Assigned task:
Only lines containing the string "chained" belong in the answer; find them in the records and copy them.

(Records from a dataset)
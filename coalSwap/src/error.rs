use serde::Serialize;
use thiserror::Error;

use crate::models::plant::PlantId;

/// Failures that make the whole source table unusable. Always fatal.
#[derive(Debug, Error)]
pub enum DatasetError {
    #[error("IO error reading {path}")]
    Io {
        path: String,
        #[source]
        source: std::io::Error,
    },
    #[error("CSV error")]
    Csv(#[from] csv::Error),
    #[error("required column '{canonical}' (source header '{header}') not found")]
    MissingColumn { canonical: String, header: String },
    #[error("no header row found after skipping {0} rows")]
    MissingHeader(usize),
}

/// Per-plant anomalies. The plant is excluded from results and aggregates and
/// reported in the run summary; the batch carries on.
#[derive(Debug, Error, Clone, PartialEq, Serialize)]
#[serde(tag = "kind", rename_all = "snake_case")]
pub enum PlantIssue {
    #[error("plant {plant_id}: invalid capacity factor {value:?} for solar sizing")]
    InvalidCapacityFactor { plant_id: PlantId, value: Option<f64> },
    #[error("plant {plant_id}: capacity {capacity_mw} MW at capacity factor {capacity_factor} generates nothing")]
    ZeroGeneration { plant_id: PlantId, capacity_mw: f64, capacity_factor: f64 },
    #[error("plant {plant_id}: missing value for {field}")]
    MissingValue { plant_id: PlantId, field: String },
    #[error("plant {plant_id}: {field} = {value} is out of range")]
    InvalidValue { plant_id: PlantId, field: String, value: f64 },
}

impl PlantIssue {
    pub fn plant_id(&self) -> PlantId {
        match self {
            PlantIssue::InvalidCapacityFactor { plant_id, .. } => *plant_id,
            PlantIssue::ZeroGeneration { plant_id, .. } => *plant_id,
            PlantIssue::MissingValue { plant_id, .. } => *plant_id,
            PlantIssue::InvalidValue { plant_id, .. } => *plant_id,
        }
    }
}

/// A plant present on one side of the opportunity merge but not the other.
#[derive(Debug, Error, Clone, PartialEq, Eq, Serialize)]
#[serde(tag = "kind", rename_all = "snake_case")]
pub enum JoinMismatch {
    #[error("plant {plant_id} is in the source dataset but not in the TCO table")]
    MissingFromTco { plant_id: PlantId },
    #[error("plant {plant_id} is in the TCO table but not in the source dataset")]
    MissingFromSource { plant_id: PlantId },
}

/// The opportunity filter matched nothing. Not fatal; the exported table is
/// written with headers only.
#[derive(Debug, Error, Clone, PartialEq, Serialize)]
#[error("no plants with CO2 intensity > {min_co2_intensity} t/MWh and PV gain > {min_pv_gain_million_usd} mil$")]
pub struct EmptyFilterResult {
    pub min_co2_intensity: f64,
    pub min_pv_gain_million_usd: f64,
}

#[derive(Debug, Error)]
pub enum ConfigError {
    #[error("config IO error")]
    Io(#[from] std::io::Error),
    #[error("config parse error")]
    Parse(#[from] toml::de::Error),
    #[error("config serialize error")]
    Serialize(#[from] toml::ser::Error),
    #[error("delimiter {0:?} is not a single ASCII character")]
    InvalidDelimiter(char),
    #[error("invalid assumption {field} = {value}: {reason}")]
    InvalidAssumption {
        field: &'static str,
        value: f64,
        reason: &'static str,
    },
}

#[derive(Debug, Error)]
pub enum ExportError {
    #[error("IO error writing {path}")]
    Io {
        path: String,
        #[source]
        source: std::io::Error,
    },
    #[error("CSV error")]
    Csv(#[from] csv::Error),
    #[error("JSON error")]
    Json(#[from] serde_json::Error),
    #[error("image error")]
    Image(#[from] image::ImageError),
}

#[cfg(test)]
mod tests {
    use super::*;
    use anyhow::Context;
    use std::io;

    #[test]
    fn io_cause_appears_once_in_chain() {
        let err = DatasetError::Io {
            path: "plnt23.csv".to_string(),
            source: io::Error::new(io::ErrorKind::NotFound, "file is gone"),
        };
        let chained = Err::<(), _>(err).context("failed to load plant dataset").unwrap_err();
        let text = format!("{:#}", chained);
        assert_eq!(text.matches("file is gone").count(), 1);
        assert!(text.contains("plnt23.csv"));
    }

    #[test]
    fn export_io_cause_appears_once_in_chain() {
        let err = ExportError::Io {
            path: "out/run_summary.json".to_string(),
            source: io::Error::new(io::ErrorKind::PermissionDenied, "read-only"),
        };
        let text = format!("{:#}", anyhow::Error::new(err));
        assert_eq!(text.matches("read-only").count(), 1);
    }

    #[test]
    fn zero_generation_reports_its_plant() {
        let issue = PlantIssue::ZeroGeneration { plant_id: 7, capacity_mw: 0.0, capacity_factor: 0.5 };
        assert_eq!(issue.plant_id(), 7);
    }
}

The answer:
        let chained = Err::<(), _>(err).context("failed to load plant dataset").unwrap_err();
        let text = format!("{:#}", chained);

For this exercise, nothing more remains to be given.